アクティブファンドがインデックスに勝てない理由
- ファンドマネージャー及び売買手数料により信託報酬が高くなる
- 売買を繰り返すため利益分の税金が差し引かれる
- 平均回帰(運用方針の変更、運用条件が変わってしまうなど)
バフェット(BRKB)とインデックスの成績を比較
続いてはアクティブファンドが本当にインデックスファンドに劣っているのか?というのを統計データで確認してみます。
次の図はウォール街のランダム・ウォーカーで使われているものです。
この図はS&P500とアクティブファンドの成績比較の分布グラフです。
赤枠部分がS&P500よりも1%以上成績が良かった投信の本数です。
ただ1970年当時358本あったアクティブファンドは274本なくなってしまっており、S&P500を超える成績を残したアクティブファンドはたったの5%(18本÷358本)だけでした。

有能なファンドマネージャーを雇ってインデックスの成績を超えるために作ったファンドの成績がこんなもんだと、なんとも悲しい成績です。
ではアクティブに運用するのがもっとも上手な投資の神様バフェット氏の成績はどうでしょうか。
バフェット氏の投資会社であるバークシャー・ハサウェイ(青色)とS&P500(黄色)の成績を長期チャート(1997年〜2021年)で比較してみます。
S&P500と比較しても2倍以上の差が出ています。
GAFAM(Google、Apple、Facebook、Amazon、Microsoft)などのハイテク株が伸びてきたここ10年ぐらいはどうでしょうか。
2011年から2021年のチャートでバークシャー・ハサウェイ(青色)とS&P500(黄色)を再度比較してみます。
大体同じ成績です。
コロナショック前まではバークシャーの方がいい成績でしたが、それ以降はS&P500の方が優勢になってきています。

この結果を見るとバフェット氏でさえ、アクティブファンドに勝ち続けるというのは簡単ではないというのが分かります。
まとめ
アクティブファンドがどうしてインデックスファンドに勝つことが難しいのかを解説しました。

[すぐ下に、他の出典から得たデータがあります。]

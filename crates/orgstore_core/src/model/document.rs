//! Top-level persisted document.
//!
//! # Responsibility
//! - Hold the whole store state: schema version, organization, groups, people.
//! - Provide lookup helpers shared by facade operations.
//!
//! # Invariants
//! - `schema_version` equals [`SCHEMA_VERSION`] for every in-memory document;
//!   older versions only exist transiently inside the migration chain.

use crate::model::group::{Group, GroupId};
use crate::model::organization::Organization;
use crate::model::person::{Person, PersonId};
use serde::{Deserialize, Serialize};

/// Current document schema version.
pub const SCHEMA_VERSION: u32 = 3;

/// Default display name for a freshly created organization.
pub const DEFAULT_ORG_NAME: &str = "organization";

/// The single structured document the store persists.
#[derive(Debug, Clone, PartialEq, Serialize, Deserialize)]
pub struct Document {
    /// Declared schema version of the persisted shape.
    #[serde(rename = "_schema_version")]
    pub schema_version: u32,
    /// Singleton organization record.
    pub org: Organization,
    /// All groups, unordered.
    pub groups: Vec<Group>,
    /// All people, unordered.
    pub people: Vec<Person>,
}

impl Document {
    /// Creates an empty document at the current schema version.
    pub fn empty() -> Self {
        Self {
            schema_version: SCHEMA_VERSION,
            org: Organization::new(DEFAULT_ORG_NAME),
            groups: Vec::new(),
            people: Vec::new(),
        }
    }

    /// Finds a group by id.
    pub fn group(&self, id: GroupId) -> Option<&Group> {
        self.groups.iter().find(|group| group.id == id)
    }

    /// Finds a group by id for mutation.
    pub fn group_mut(&mut self, id: GroupId) -> Option<&mut Group> {
        self.groups.iter_mut().find(|group| group.id == id)
    }

    /// Finds a person by id.
    pub fn person(&self, id: PersonId) -> Option<&Person> {
        self.people.iter().find(|person| person.id == id)
    }

    /// Finds a person by id for mutation.
    pub fn person_mut(&mut self, id: PersonId) -> Option<&mut Person> {
        self.people.iter_mut().find(|person| person.id == id)
    }

    /// Finds a person by encoded dedup key; empty keys never match.
    pub fn person_by_dedup_key(&self, key: &str) -> Option<&Person> {
        if key.is_empty() {
            return None;
        }
        self.people.iter().find(|person| person.dedup.key == key)
    }

    /// Finds a person by encoded dedup key for mutation.
    pub fn person_by_dedup_key_mut(&mut self, key: &str) -> Option<&mut Person> {
        if key.is_empty() {
            return None;
        }
        self.people.iter_mut().find(|person| person.dedup.key == key)
    }
}
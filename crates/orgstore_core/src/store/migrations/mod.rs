//! Schema migration registry and executor.
//!
//! # Responsibility
//! - Register document migrations in strictly increasing version order.
//! - Upgrade raw JSON values to the current schema before typed decoding.
//!
//! # Invariants
//! - Each migration is a pure transformation of the JSON value; re-running
//!   one on an already-migrated document is a no-op.
//! - The executor mirrors the applied version into `_schema_version` after
//!   every step.
//! - A declared version newer than the registry is rejected, never guessed.
//!
//! # Version history
//! - v1: legacy array formats (team list with embedded members, or a flat
//!   member list) predating the organization document.
//! - v2: organization document with groups and deduplicated people.
//! - v3: every person carries a `performance` record.

use crate::identity;
use crate::model::document::SCHEMA_VERSION;
use crate::store::{StoreError, StoreResult};
use crate::time::now_epoch_ms;
use serde_json::{json, Map, Value};
use uuid::Uuid;

struct Migration {
    /// Version this migration upgrades the document to.
    version: u32,
    apply: fn(Value) -> StoreResult<Value>,
}

const MIGRATIONS: &[Migration] = &[
    Migration {
        version: 2,
        apply: migrate_v1_to_v2,
    },
    Migration {
        version: 3,
        apply: migrate_v2_to_v3,
    },
];

/// Returns the latest schema version known by this binary.
pub fn latest_version() -> u32 {
    MIGRATIONS.last().map_or(SCHEMA_VERSION, |m| m.version)
}

/// Detects the declared schema version of a raw document value.
///
/// Legacy array documents predate version tagging and count as version 1.
pub fn detect_version(value: &Value) -> StoreResult<u64> {
    match value {
        Value::Array(_) => Ok(1),
        Value::Object(map) => match map.get("_schema_version") {
            Some(Value::Number(version)) => version.as_u64().ok_or_else(|| {
                StoreError::Malformed(format!("non-integer _schema_version: {version}"))
            }),
            Some(other) => Err(StoreError::Malformed(format!(
                "non-integer _schema_version: {other}"
            ))),
            None => Err(StoreError::Malformed(
                "document object is missing _schema_version".to_string(),
            )),
        },
        other => Err(StoreError::Malformed(format!(
            "document root must be an object or legacy array, got {other}"
        ))),
    }
}

/// Upgrades `value` to the current schema version, step by step.
pub fn migrate_to_current(value: Value) -> StoreResult<Value> {
    let found = detect_version(&value)?;
    let latest = latest_version();

    if found > u64::from(latest) {
        return Err(StoreError::UnsupportedSchemaVersion {
            found,
            latest_supported: latest,
        });
    }

    let mut value = value;
    for migration in MIGRATIONS {
        if u64::from(migration.version) <= found {
            continue;
        }
        value = (migration.apply)(value)?;
        if let Value::Object(map) = &mut value {
            map.insert("_schema_version".to_string(), json!(migration.version));
        }
    }
    Ok(value)
}

// v1 -> v2: rebuild legacy arrays as the organization document, minting
// stable ids and deduplicating members via the identity rules.
fn migrate_v1_to_v2(value: Value) -> StoreResult<Value> {
    let Value::Array(items) = value else {
        return Err(StoreError::Malformed(
            "version 1 documents must be arrays".to_string(),
        ));
    };

    let now = now_epoch_ms();
    let mut groups: Vec<Value> = Vec::new();
    let mut people: Vec<Value> = Vec::new();

    let looks_like_teams = items
        .first()
        .and_then(Value::as_object)
        .is_some_and(|first| first.contains_key("members"));

    if looks_like_teams {
        for team in items.iter().filter_map(Value::as_object) {
            let group_id = Uuid::new_v4().to_string();
            groups.push(json!({
                "id": group_id.as_str(),
                "name": team.get("name").and_then(Value::as_str).unwrap_or("group"),
                "description": "",
                "tags": [],
                "created_at": now,
                "updated_at": now,
            }));
            if let Some(members) = team.get("members").and_then(Value::as_array) {
                for member in members.iter().filter_map(Value::as_object) {
                    absorb_legacy_member(&mut people, member, &group_id, now);
                }
            }
        }
    } else if !items.is_empty() {
        // Flat member list: everyone lands in one migrated default group.
        let group_id = Uuid::new_v4().to_string();
        groups.push(json!({
            "id": group_id.as_str(),
            "name": "default group",
            "description": "migrated from legacy member list",
            "tags": [],
            "created_at": now,
            "updated_at": now,
        }));
        for member in items.iter().filter_map(Value::as_object) {
            absorb_legacy_member(&mut people, member, &group_id, now);
        }
    }

    // The executor stamps `_schema_version` after this step returns.
    Ok(json!({
        "org": {
            "id": "org_default",
            "name": "organization",
            "created_at": now,
            "updated_at": now,
        },
        "groups": groups,
        "people": people,
    }))
}

// Adds one legacy member to the people list, merging into an existing
// person when the dedup key matches.
fn absorb_legacy_member(
    people: &mut Vec<Value>,
    member: &Map<String, Value>,
    group_id: &str,
    now: i64,
) {
    let profile = member
        .get("profile")
        .and_then(Value::as_object)
        .cloned()
        .unwrap_or_default();
    let (phone, email) = contact_from_profile(&profile);
    let key = identity::resolve(&phone, &email)
        .map(|k| k.encode())
        .unwrap_or_default();

    let source = member
        .get("source")
        .and_then(Value::as_str)
        .unwrap_or("legacy");
    let membership = json!({
        "group_id": group_id,
        "joined_at": now,
        "updated_at": now,
        "attributes": { "source": source },
    });

    if !key.is_empty() {
        if let Some(existing) = people.iter_mut().find(|p| {
            p.get("dedup")
                .and_then(|d| d.get("key"))
                .and_then(Value::as_str)
                == Some(key.as_str())
        }) {
            let memberships = existing
                .get_mut("memberships")
                .and_then(Value::as_array_mut)
                .expect("migrated person always has memberships");
            let already_member = memberships.iter().any(|m| {
                m.get("group_id").and_then(Value::as_str) == Some(group_id)
            });
            if !already_member {
                memberships.push(membership);
            }
            return;
        }
    }

    let name = profile
        .get("name")
        .and_then(Value::as_str)
        .or_else(|| member.get("name").and_then(Value::as_str))
        .unwrap_or("unknown")
        .to_string();

    people.push(json!({
        "id": Uuid::new_v4().to_string(),
        "name": name,
        "phone": identity::normalize_phone(&phone),
        "email": identity::normalize_email(&email),
        "dedup": {
            "strategy": identity::DEDUP_STRATEGY_PHONE_THEN_EMAIL,
            "key": key,
        },
        "created_at": now,
        "updated_at": now,
        "profile": Value::Object(profile),
        "sources": [{ "kind": source, "imported_at": now }],
        "memberships": [membership],
    }));
}

// Pulls raw phone/email strings out of a legacy profile map, checking the
// common top-level aliases and then a nested `contact` object.
fn contact_from_profile(profile: &Map<String, Value>) -> (String, String) {
    let pick = |map: &Map<String, Value>, keys: &[&str]| -> String {
        keys.iter()
            .filter_map(|key| map.get(*key).and_then(Value::as_str))
            .map(str::trim)
            .find(|v| !v.is_empty())
            .unwrap_or("")
            .to_string()
    };

    let mut phone = pick(profile, &["phone", "tel", "mobile"]);
    let mut email = pick(profile, &["email", "e-mail"]);

    if let Some(contact) = profile.get("contact").and_then(Value::as_object) {
        if phone.is_empty() {
            phone = pick(contact, &["phone", "tel", "mobile"]);
        }
        if email.is_empty() {
            email = pick(contact, &["email", "e-mail"]);
        }
    }

    (phone, email)
}

// v2 -> v3: every person gains a well-formed `performance` record.
fn migrate_v2_to_v3(mut value: Value) -> StoreResult<Value> {
    let people = value
        .get_mut("people")
        .and_then(Value::as_array_mut)
        .ok_or_else(|| {
            StoreError::Malformed("version 2 document is missing a people array".to_string())
        })?;

    for person in people.iter_mut() {
        let Some(person) = person.as_object_mut() else {
            return Err(StoreError::Malformed(
                "people entries must be objects".to_string(),
            ));
        };
        ensure_performance(person);
    }
    Ok(value)
}

// Fills in a missing or malformed performance record; well-formed records
// are left byte-for-byte untouched so the migration stays idempotent.
fn ensure_performance(person: &mut Map<String, Value>) {
    let well_formed = person.get("performance").and_then(Value::as_object).is_some_and(|perf| {
        perf.get("base_score").is_some_and(Value::is_number)
            && perf.get("events").is_some_and(Value::is_array)
            && perf.get("updated_at").is_some_and(Value::is_number)
    });
    if well_formed {
        return;
    }

    let mut perf = person
        .get("performance")
        .and_then(Value::as_object)
        .cloned()
        .unwrap_or_default();
    if !perf.get("base_score").is_some_and(Value::is_number) {
        perf.insert("base_score".to_string(), json!(0.0));
    }
    if !perf.get("events").is_some_and(Value::is_array) {
        perf.insert("events".to_string(), json!([]));
    }
    if !perf.get("updated_at").is_some_and(Value::is_number) {
        perf.insert("updated_at".to_string(), json!(now_epoch_ms()));
    }
    person.insert("performance".to_string(), Value::Object(perf));
}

そしてバフェット氏が率いるバークシャー・ハサウェイとS&P500を比較し、バフェット氏でさえインデックスファンドに勝ち続けるのが容易ではないことが分かりました。
ということは一般人であればインデックスファンドを選ぶのが無難だというのも分かります。
最後にバフェット氏が一般の投資家向けに送った言葉を紹介します。
私から管財人へのアドバイスはこれ以上ないほどシンプルです。「10%の現金で米国短期債を買い、残る90%の現金でS&P500に連動する非常に低コストのインデックスファンドを買う」のが良いと思います。
この方針で運用された信託財産の長期間のパフォーマンスは多くの投資家と比べて優れたものになるでしょう-例えば高いコストでファンドマネージャーを雇っている年金基金や運用機関などよりも、です。